MSN Movies Blog

New on Netflix Instant: Robert Redford's 'The Conspirator' and the French Thriller 'Tell No One'

By SeanAx Apr 13, 2012 9:03AM

The Robert Redford-directed "The Conspirator" (2010) tells the story of Mary Surrat, the sole woman charged with conspiring to assassinate President Abraham Lincoln, but modern parallels aside, MSN critic James Rocchi finds little effective drama in the true story. "From the first frame, "The Conspirator" looks like a bad idea," he warns. "Its (bleeding) heart is plainly on its sleeve, and its brain is nowhere to be found." Robin Wright stars as Mary and James McAvoy, Kevin Kline, Danny Huston, Evan Rachel Wood, Justin Long and Tom Wilkinson co-star.

 

"Tell No One" (2006) is a superb French mystery thriller based on American author Harlan Coben's best-selling mystery about a grieving doctor (François Cluzet) suspected by the cops in the eight-year-old murder of his wife, who just may be alive.

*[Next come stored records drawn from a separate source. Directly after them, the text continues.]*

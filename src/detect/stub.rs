use anyhow::Result;
use std::collections::VecDeque;

use crate::detect::{Detection, Detector};
use crate::frame::Frame;

/// Scripted detector for testing. Replays a queue of per-frame detection
/// lists; once the script is exhausted every frame yields no detections.
pub struct ScriptedDetector {
    script: VecDeque<Vec<Detection>>,
}

impl ScriptedDetector {
    pub fn new(script: Vec<Vec<Detection>>) -> Self {
        Self {
            script: script.into(),
        }
    }

    /// A detector that never reports anything. The daemon falls back to this
    /// when no inference backend is configured.
    pub fn silent() -> Self {
        Self::new(Vec::new())
    }
}

impl Detector for ScriptedDetector {
    fn name(&self) -> &'static str {
        "scripted"
    }

    fn detect(&mut self, _frame: &Frame) -> Result<Vec<Detection>> {
        Ok(self.script.pop_front().unwrap_or_default())
    }
}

There's a lot going on in this well-tooled crime drama and Canet and his cast (which includes Kristin Scott Thomas, André Dussollier and Jean Rochefort) keeps it all in the realm of physical possibility and emotional believability.

 

Recent new disc releases now available for instant streaming include "I Melt With You," a portrait of arrested adolescence in adult men starring Thomas Jane, Jeremy Piven, and Rob Lowe; British indie coming-of-age drama "Submarine"; Alexandre Rockwell's "Pete Smalls is Dead" with Peter Dinklage and Tim Roth; and "The Off Hours" from Seattle filmmaker Megan Griffiths.

 

Cult:

"Captain Kronos: Vampire Hunter" (1974) is a Hammer horror film with swashbuckling flavor. Horst Janson is the brooding Kronos, a Napoleanic soldier who hunts the undead with his jovial hunchbacked partner, Grost (John Cater), and takes time out from his athletic battles and meditative interludes for a few lusty pleasures with curvaceous peasant girl/camp follower Caroline Munro. Director/writer Brian Clemens rewrites vampire lore with abandon and puts a whole new spin on a familiar genre. He's not much of a stylist, but his sensibility is refreshing for a seventies vampire picture.

 

Chan-wook Park’s bloody and brutal South Korean revenge film "Oldboy" (2003) begins as a deprivation experiment concocted by a quirky mad scientist and turns into an obsessive, unrelenting campaign of torment. The film won the Grand Prix at the 2004 Cannes Film Festival and the adoration of extreme cinema fans everywhere, for the mix of creative violence, surreal vengeance, and cinematic beauty.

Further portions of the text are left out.